System.Console.OutputEncoding = System.Text.Encoding.UTF8;

enter image description here

Thats why I think there is something wrong while reading the file. I should probably change the encoding of the StreamReader. But there are not that many options. I was trying UTF8, ASCII, but it's not helping. Any ideas?

Edit: Thanks Matthew, adding System.Text.Encoding.Default to the StreamReader is helping. Now only the char is not recognizable. Don't get it, are some chars "special"?

Edit2: alright, the was only a problem because the console is buggy(?). If I look at the string in the debug mode, the is also fine.

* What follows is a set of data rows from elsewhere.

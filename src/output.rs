//! # Output Configuration
//!
//! This module controls how the CLI presents effective descriptors and
//! fragment listings: the document format (YAML or JSON) and whether headers
//! and markers are coloured.
//!
//! ## Respecting User Preferences
//!
//! Colour follows the `--color=never|always|auto` flag. In auto mode the
//! following environment variables are honoured:
//! - `NO_COLOR` - Disables colors when set (per https://no-color.org/)
//! - `CLICOLOR=0` - Disables colors
//! - `CLICOLOR_FORCE=1` - Forces colors even in non-TTY
//! - `TERM=dumb` - Disables colors for dumb terminals
//!
//! Colour never leaks into rendered documents, only into the lines around them.

use std::env;
use std::fmt;
use std::str::FromStr;

use console::style;

use crate::descriptor::BuildDescriptor;
use crate::error::{Error, Result};

/// Output configuration for controlling colors.
#[derive(Debug, Clone)]
pub struct OutputConfig {
    /// Whether colors should be used in output.
    pub use_color: bool,
}

impl OutputConfig {
    /// Create an output configuration from environment and CLI flag.
    ///
    /// `color_flag` is the value of `--color`: "always", "never" or "auto".
    pub fn from_env_and_flag(color_flag: &str) -> Self {
        let use_color = match color_flag.to_lowercase().as_str() {
            "always" => true,
            "never" => false,
            _ => Self::detect_color_support(),
        };

        Self { use_color }
    }

    /// Detect whether color output is supported based on environment.
    fn detect_color_support() -> bool {
        // The presence of the variable (even if empty) disables colors
        if env::var_os("NO_COLOR").is_some() {
            return false;
        }

        if env::var("CLICOLOR").is_ok_and(|v| v == "0") {
            return false;
        }

        if env::var("CLICOLOR_FORCE").is_ok_and(|v| v != "0" && !v.is_empty()) {
            return true;
        }

        if env::var("TERM").is_ok_and(|v| v == "dumb") {
            return false;
        }

        console::Term::stdout().features().colors_supported()
    }

    /// Create a configuration with colors always enabled.
    #[cfg(test)]
    pub fn with_color() -> Self {
        Self { use_color: true }
    }

    /// Create a configuration with colors always disabled.
    #[cfg(test)]
    pub fn without_color() -> Self {
        Self { use_color: false }
    }

    /// Format a section header, bold cyan when colours are on
    pub fn header(&self, text: &str) -> String {
        if self.use_color {
            style(text).cyan().bold().force_styling(true).to_string()
        } else {
            text.to_string()
        }
    }

    /// Format a secondary detail such as a file path, dimmed when colours are on
    pub fn detail(&self, text: &str) -> String {
        if self.use_color {
            style(text).dim().force_styling(true).to_string()
        } else {
            text.to_string()
        }
    }
}

impl Default for OutputConfig {
    fn default() -> Self {
        Self::from_env_and_flag("auto")
    }
}

/// Document format of an effective descriptor
#[derive(Debug, Clone, Copy, Default, PartialEq, Eq)]
pub enum OutputFormat {
    #[default]
    Yaml,
    Json,
}

impl fmt::Display for OutputFormat {
    fn fmt(&self, f: &mut fmt::Formatter<'_>) -> fmt::Result {
        match self {
            OutputFormat::Yaml => write!(f, "yaml"),
            OutputFormat::Json => write!(f, "json"),
        }
    }
}

impl FromStr for OutputFormat {
    type Err = Error;

    fn from_str(value: &str) -> Result<Self> {
        match value.to_lowercase().as_str() {
            "yaml" | "yml" => Ok(OutputFormat::Yaml),
            "json" => Ok(OutputFormat::Json),
            other => Err(Error::Serialization {
                message: format!("unsupported output format '{}'", other),
            }),
        }
    }
}

impl OutputFormat {
    /// Render `descriptor` in this format
    pub fn render(&self, descriptor: &BuildDescriptor) -> Result<String> {
        match self {
            OutputFormat::Yaml => descriptor.to_yaml(),
            OutputFormat::Json => descriptor.to_json(),
        }
    }
}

So the working solution for me is now:

1.) Using the reader with default encoding:

using (TextReader reader = new StreamReader(fs, System.Text.Encoding.Default))

AND

2.) Not using the console for output, just reading the string in debug mode

Marc
  • 3,905
  • 4
  • 21
  • 37
sabisabi
  • 1,501
  • 5
  • 22
  • 40
  • 1
    You should use the debugger and see if the characters are read correctly. Read them to a string first. If they are read correctly and this is only a console problem, maybe this cal help: [c# unicode string output](http://stackoverflow.com/q/5055659/7586). – Kobi Feb 05 '13 at 13:37
  • @Kobi: sry for the stupid question, but what do you mean with "read them to a string"? – sabisabi Feb 05 '13 at 13:44
  • 3
    Well, actually, you already do that: `line` is a string. So just place a breakpoint on the `System.Console.WriteLine(line);` line, and check if it was read correctly. – Kobi Feb 05 '13 at 13:53
  • 1
    @Kobi : ah alright got it :D and as I see, there are some problems with the console output, because in the debug mode I see more correct characters. If I add System.Text.Encoding.Default to the StreamReader, the € char is still a problem BUT only in console, in debug mode it's fine. So yes, one part of them problem was the console. – sabisabi Feb 05 '13 at 14:42
  • No character is special... if you have an encoding screwup then many characters (notably ASCII) will still keep working simply because the encodings involved share the same scheme for encoding those characters. The correct action is then not to think of those characters as somehow special but take it as an indication that there is an encoding mismatch somewhere happening. Note that a console has its own encoding as well, typically by default set to some MS-DOS code page in Windows. – Esailija Feb 05 '13 at 15:15
  • Also, the boxes in console are usually an indication that the console understood the characters but just cannot render them because the font used in the console doesn't have the glyphs (graphics) for those characters. – Esailija Feb 05 '13 at 15:22

2 Answers2

2

If you are using ANSI, you can do it like this:

using (TextReader reader = new StreamReader(fs, System.Text.Encoding.Default))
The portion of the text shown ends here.